Quando le ho chiesto perché non si fosse rivolta con maggiore decisione al medico curante o allo specialista, la risposta è stata semplice: il suo medico è sempre pieno; spesso si fatica persino a ottenere prescrizioni se non per via telematica. Così il cittadino, di fronte a questa saturazione, finisce per orientarsi verso i luoghi più accessibili e immediati, spesso presentati come soluzione universale.
È qui che si consuma l’equivoco più pericoloso: il paziente impara che, ogni volta che “sta peggio”, esiste un luogo a cui rivolgersi rapidamente; ma smarrisce la percezione che il suo problema non sia soltanto un episodio da spegnere, bensì una traiettoria clinica da accompagnare.
Sia chiaro: il punto non è demonizzare CAU e Pronto soccorso, né negare l’utilità delle strutture di risposta rapida. Il punto è un altro: la rete dell’urgenza minore funziona bene solo quando è integrativa; fallisce quando viene percepita come sostitutiva della medicina di relazione e della presa in carico continuativa.

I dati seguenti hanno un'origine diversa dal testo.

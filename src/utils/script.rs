//! Script classification for directional typing
//!
//! The carriage advances left-to-right or right-to-left depending on the
//! script of the struck character. Classification is a fixed Unicode
//! range test: the machine ships right-to-left slugs for the Hebrew
//! block only, and anything it does not recognize types left-to-right.

/// Check whether a single character belongs to the Hebrew block
/// (U+0590..U+05FF), the one right-to-left script the machine supports.
pub fn is_rtl_char(c: char) -> bool {
    ('\u{0590}'..='\u{05FF}').contains(&c)
}

/// Classify a grapheme cluster by its first character.
///
/// Empty input and unrecognized scripts are left-to-right.
pub fn is_rtl(grapheme: &str) -> bool {
    grapheme.chars().next().map(is_rtl_char).unwrap_or(false)
}

#[cfg(test)]
mod tests {
    use super::*;

    #[test]
    fn test_hebrew_letters_are_rtl() {
        assert!(is_rtl("א"));
        assert!(is_rtl("ש"));
        assert!(is_rtl("ת"));
    }

    #[test]
    fn test_latin_and_digits_are_ltr() {
        assert!(!is_rtl("a"));
        assert!(!is_rtl("Z"));
        assert!(!is_rtl("7"));
        assert!(!is_rtl("!"));
    }

    #[test]
    fn test_unrecognized_input_defaults_to_ltr() {
        assert!(!is_rtl(""));
        assert!(!is_rtl(" "));
        assert!(!is_rtl("愛")); // CJK is not classified
        assert!(!is_rtl("é"));
    }

    #[test]
    fn test_hebrew_points_count_as_rtl() {
        // Niqqud combining marks sit inside the same block
        assert!(is_rtl("\u{05B0}"));
        assert!(is_rtl("בְ"));
    }
}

La letteratura scientifica è coerente: maggiore continuità con il medico di famiglia significa minore mortalità, meno ricoveri, meno accessi in emergenza. Nei pazienti cronici, la continuità riduce accessi e ospedalizzazioni; al contrario, la frammentazione delle cure aumenta errori, duplicazioni, costi e ricoveri prevenibili. Nel caso dello scompenso cardiaco, il follow-up precoce dopo una riacutizzazione riduce riammissioni, nuovi accessi e mortalità. Lo scompenso non si governa per episodi isolati: richiede monitoraggio, aggiustamenti terapeutici, educazione, aderenza, integrazione tra curante, specialisti e territorio.

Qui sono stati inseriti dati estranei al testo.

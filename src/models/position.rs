//! Page-space geometry for the typing engine
//!
//! Positions live in page space, which is unbounded on both axes; only
//! the paper window is finite. All placement decisions are made against
//! the metrics derived from the viewport and the active font.

use serde::{Deserialize, Serialize};

// Horizontal page inset, matching the front end's layout constant
const MARGIN_PX: f32 = 60.0;

/// A 2D coordinate in page space.
#[derive(Serialize, Deserialize, Clone, Copy, Debug, Default, PartialEq)]
pub struct Position {
    pub x: f32,
    pub y: f32,
}

impl Position {
    /// Create a new position
    pub fn new(x: f32, y: f32) -> Self {
        Self { x, y }
    }
}

/// Whether the cursor currently advances left-to-right or right-to-left.
#[derive(Serialize, Deserialize, Clone, Copy, Debug, Default, PartialEq, Eq)]
pub enum Direction {
    #[default]
    Ltr,
    Rtl,
}

/// Font and viewport derived metrics the placement logic runs against.
///
/// The margins are page-space boundaries: stepping past one triggers a
/// wrap, never a clamp.
#[derive(Serialize, Deserialize, Clone, Copy, Debug, PartialEq)]
pub struct PageMetrics {
    /// Advance width of one glyph box
    pub char_width: f32,

    /// Vertical distance between consecutive lines
    pub line_height: f32,

    /// Leftmost insertion x
    pub left_margin: f32,

    /// Rightmost insertion x
    pub right_margin: f32,
}

impl PageMetrics {
    /// Derive metrics from the viewport width and the active font box.
    pub fn from_viewport(viewport_width: f32, char_width: f32, line_height: f32) -> Self {
        // Narrow viewports get a proportional inset so the margins
        // never cross each other
        let inset = MARGIN_PX.min(viewport_width / 4.0);
        Self {
            char_width,
            line_height,
            left_margin: inset,
            right_margin: (viewport_width - inset).max(inset),
        }
    }

    /// Usable line width between the margins
    pub fn line_width(&self) -> f32 {
        self.right_margin - self.left_margin
    }

    /// The home position of a fresh page: left margin, first line down
    pub fn origin(&self) -> Position {
        Position::new(self.left_margin, self.line_height)
    }
}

Ecco allora il nodo politico e culturale. Da anni si coltiva l’idea che il problema dell’assistenza primaria si risolva aggiungendo luoghi di accesso, finestre orarie, segmenti di risposta rapida e setting intermedi. Ma se, nel frattempo, il medico di famiglia resta schiacciato da massimali elevati, burocrazia crescente e progressiva sottrazione di tempo clinico, il sistema non si rafforza: si scompone. Il rischio, aggravato dal ruolo unico e dalla sua implementazione regionale, è di spostare preziose energie professionali verso funzioni episodiche o turnistiche, impoverendo il presidio relazionale che dovrebbe tenere insieme il percorso del paziente.
Il paradosso è evidente: si dichiara di voler rafforzare prossimità, integrazione e continuità, ma si finisce per educare i cittadini a una gestione “a sportelli” della cronicità. Il cittadino impara dove andare quando sta male, ma non chi debba accompagnarlo perché stia meno male domani.
Per questo la vera domanda non è se servano i servizi di risposta rapida. Servono. La domanda è: a valle o a monte di che cosa? Un CAU, una Casa della Comunità, un ambulatorio di AFT hanno senso solo se si innestano su una medicina generale solida, accessibile, alleggerita dall’eccesso burocratico e messa in condizione di esercitare davvero la presa in carico. Se invece li si usa per compensare la debolezza del pilastro principale, si costruisce una medicina del frammento: efficiente nel gesto singolo, inefficace nella traiettoria complessiva.
A questo si aggiunge il nodo delle Case di Comunità: finanziate dal PNRR nei muri più che nel personale, con la pretesa di funzionare redistribuendo ore già oggi dedicate, dai pochi medici rimasti, alla continuità di cura in altri setting. Trasformare quell’impegno in turnistica non è potenziamento: è sottrazione di risorse alla relazione di cura.
La paziente che ho soccorso mi ha ricordato una grande verità: l’urgenza salva l’oggi, ma la continuità cura lavora anche sul domani. Una politica sanitaria che dimentichi questa gerarchia rischia di moltiplicare le porte d’ingresso, lasciando però i malati sempre più soli dentro il loro percorso creando il mostro che voleva evitare.